03 Gütekriterien Flashcards
Was sind die drei Haupttestgütekriterien?
Objektivität = Unabhängigkeit der Messung
Reliabilität = Zuverlässigkeit (Genauigkeit) der Messung
Validität = Gültigkeit der Messung
Was gibt die Objektivität an?
in welchem Maß die Testergebnisse vom Testanwender unabhängig sind
In welche drei Unterbereiche kann man die Objektivität unterteilen?
o Durchführungsobjektivität
o Auswertungsobjektivität
o Interpretationsobjektivität
Was gilt für die Durchführungsobjektivität?
- Durchführungsbedingungen müssen genau spezifiziert sein
- Durchführung unabhängig von Testleiter:in immer gleich (Ausschluss des Einflusses von Störvariablen)

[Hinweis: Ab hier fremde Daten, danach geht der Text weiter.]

use crate::chunking::ChunkingConfig;
use crate::embeddings::{
    Embedder, HashedEmbedder, HttpEmbedder, DEFAULT_EMBEDDING_DIMENSIONS, DEFAULT_EMBEDDING_MODEL,
};
use crate::error::ConfigError;
use crate::llm::{ChatCompletionsClient, DEFAULT_CHAT_BASE_URL, DEFAULT_CHAT_MODEL};
use crate::retriever::DEFAULT_TOP_K;
use crate::traits::ChatModel;
use std::path::PathBuf;
use std::sync::Arc;
use url::Url;

pub const DEFAULT_UPLOAD_DIR: &str = "data";
pub const DEFAULT_INDEX_DIR: &str = "vector_db";

#[derive(Debug, Clone, PartialEq)]
pub struct PipelineConfig {
    pub upload_dir: PathBuf,
    pub index_dir: PathBuf,
    pub chunking: ChunkingConfig,
    pub top_k: usize,
}

impl Default for PipelineConfig {
    fn default() -> Self {
        Self {
            upload_dir: PathBuf::from(DEFAULT_UPLOAD_DIR),
            index_dir: PathBuf::from(DEFAULT_INDEX_DIR),
            chunking: ChunkingConfig::default(),
            top_k: DEFAULT_TOP_K,
        }
    }
}

impl PipelineConfig {
    pub fn validate(&self) -> Result<(), ConfigError> {
        self.chunking.validate()?;
        if self.top_k == 0 {
            return Err(ConfigError::Invalid(
                "top_k must be greater than zero".to_string(),
            ));
        }
        if self.upload_dir == self.index_dir {
            return Err(ConfigError::Invalid(format!(
                "upload and index directories must differ ({})",
                self.upload_dir.display()
            )));
        }
        Ok(())
    }
}

#[derive(Debug, Clone, Copy, PartialEq, Eq, Default)]
pub enum EmbeddingBackend {
    #[default]
    Hashed,
    Http,
}

#[derive(Debug, Clone, PartialEq)]
pub struct EmbeddingConfig {
    pub backend: EmbeddingBackend,
    pub base_url: Option<String>,
    pub model: String,
    pub api_key: Option<String>,
    pub dimensions: usize,
}

impl Default for EmbeddingConfig {
    fn default() -> Self {
        Self {
            backend: EmbeddingBackend::Hashed,
            base_url: None,
            model: DEFAULT_EMBEDDING_MODEL.to_string(),
            api_key: None,
            dimensions: DEFAULT_EMBEDDING_DIMENSIONS,
        }
    }
}

impl EmbeddingConfig {
    pub fn build(&self) -> Result<Arc<dyn Embedder>, ConfigError> {
        match self.backend {
            EmbeddingBackend::Hashed => {
                if self.dimensions == 0 {
                    return Err(ConfigError::Invalid(
                        "embedding dimensions must be greater than zero".to_string(),
                    ));
                }
                Ok(Arc::new(HashedEmbedder::new(self.dimensions)))
            }
            EmbeddingBackend::Http => {
                let base_url = non_blank(self.base_url.as_deref()).ok_or(ConfigError::Missing {
                    setting: "embedding service url",
                    hint: "--embedding-url or EMBEDDING_URL",
                })?;
                parse_url("embedding service url", base_url)?;
                let model = non_blank(Some(self.model.as_str())).ok_or(ConfigError::Missing {
                    setting: "embedding model",
                    hint: "--embedding-model or EMBEDDING_MODEL",
                })?;
                let api_key = non_blank(self.api_key.as_deref()).map(str::to_string);
                Ok(Arc::new(HttpEmbedder::new(base_url, model, api_key)))
            }
        }
    }
}

#[derive(Debug, Clone, PartialEq)]
pub struct ChatConfig {
    pub base_url: String,
    pub model: String,
    pub api_key: Option<String>,
}

impl Default for ChatConfig {
    fn default() -> Self {
        Self {
            base_url: DEFAULT_CHAT_BASE_URL.to_string(),
            model: DEFAULT_CHAT_MODEL.to_string(),
            api_key: None,
        }
    }
}

impl ChatConfig {
    pub fn build(&self) -> Result<Arc<dyn ChatModel>, ConfigError> {
        parse_url("chat service url", &self.base_url)?;
        let model = non_blank(Some(self.model.as_str())).ok_or(ConfigError::Missing {
            setting: "chat model",
            hint: "--chat-model or CHAT_MODEL",
        })?;
        let api_key = non_blank(self.api_key.as_deref()).ok_or(ConfigError::Missing {
            setting: "chat api key",
            hint: "--chat-api-key or GROQ_API_KEY",
        })?;
        Ok(Arc::new(ChatCompletionsClient::new(
            &self.base_url,
            model,
            api_key,
        )))
    }
}

fn non_blank(value: Option<&str>) -> Option<&str> {
    value.map(str::trim).filter(|value| !value.is_empty())
}

fn parse_url(setting: &'static str, value: &str) -> Result<Url, ConfigError> {
    let url = Url::parse(value).map_err(|source| ConfigError::InvalidUrl { setting, source })?;
    if !matches!(url.scheme(), "http" | "https") {
        return Err(ConfigError::Invalid(format!(
            "{setting} must use http or https, got {}",
            url.scheme()
        )));
    }
    Ok(url)
}

#[cfg(test)]
mod tests {
    use super::*;

    #[test]
    fn defaults_are_valid() {
        assert!(PipelineConfig::default().validate().is_ok());
        let embedder = EmbeddingConfig::default().build().unwrap();
        assert_eq!(embedder.model(), "hashed-trigram-384");
    }

    #[test]
    fn invalid_pipeline_settings_are_rejected() {
        let mut config = PipelineConfig::default();
        config.top_k = 0;
        assert!(matches!(config.validate(), Err(ConfigError::Invalid(_))));

        assert!(matches!(
            ChunkingConfig::new(DEFAULT_TOP_K, DEFAULT_TOP_K),
            Err(ConfigError::InvalidChunkConfig(_))
        ));

        let mut config = PipelineConfig::default();
        config.index_dir = config.upload_dir.clone();
        assert!(config.validate().is_err());
    }

    #[test]
    fn chat_requires_an_api_key() {
        let error = ChatConfig::default().build().err().unwrap();
        assert!(matches!(
            error,
            ConfigError::Missing {
                setting: "chat api key",
                ..
            }
        ));
        assert!(error.to_string().contains("GROQ_API_KEY"));

        let blank = ChatConfig {
            api_key: Some("   ".to_string()),
            ..ChatConfig::default()
        };
        assert!(blank.build().is_err());
    }

    #[test]
    fn chat_rejects_bad_urls_and_models() {
        let bad_url = ChatConfig {
            base_url: "not a url".to_string(),
            api_key: Some("key".to_string()),
            ..ChatConfig::default()
        };
        assert!(matches!(
            bad_url.build().err(),
            Some(ConfigError::InvalidUrl { .. })
        ));

        let ftp = ChatConfig {
            base_url: "ftp://example.com".to_string(),
            api_key: Some("key".to_string()),
            ..ChatConfig::default()
        };
        assert!(matches!(ftp.build().err(), Some(ConfigError::Invalid(_))));

        let no_model = ChatConfig {
            model: String::new(),
            api_key: Some("key".to_string()),
            ..ChatConfig::default()
        };
        assert!(matches!(
            no_model.build().err(),
            Some(ConfigError::Missing { .. })
        ));
    }

    #[test]
    fn configured_chat_client_reports_its_model() {
        let config = ChatConfig {
            api_key: Some("key".to_string()),
            ..ChatConfig::default()
        };
        assert_eq!(config.build().unwrap().model(), DEFAULT_CHAT_MODEL);
    }

    #[test]
    fn http_embeddings_need_a_url() {
        let config = EmbeddingConfig {
            backend: EmbeddingBackend::Http,
            ..EmbeddingConfig::default()
        };
        assert!(matches!(
            config.build().err(),
            Some(ConfigError::Missing { .. })
        ));

        let config = EmbeddingConfig {
            backend: EmbeddingBackend::Http,
            base_url: Some("http://localhost:8080/v1".to_string()),
            ..EmbeddingConfig::default()
        };
        assert_eq!(config.build().unwrap().model(), DEFAULT_EMBEDDING_MODEL);
    }
}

- Anweisungen im Testmanual
Welche Anweisungen sollten im Testmanual bei der Durchführungsobjektivität gegeben sein?
o Zeitvorgaben
o Benötigte Materialien
o Umgang mit Fragen und Störungen
o Standardisierte Instruktionen
Wann kann die Durchführungsobjektivität als hoch oder gegeben angesehen werden?
wenn alle Bedingungen festgelegt sind, die sich auf das Testverhalten auswirken können
Was gilt bei der Auswertungsobjektivität?
- Genaue Angaben, wie eine Antwort zu verstehen ist, müssen vorliegen (= Auswertungsregeln)
- Das Testergebnis hängt nicht von Auswerter:in ab
- kann numerisch bestimmt und somit angegeben werden (Auswerterübereinstimmung)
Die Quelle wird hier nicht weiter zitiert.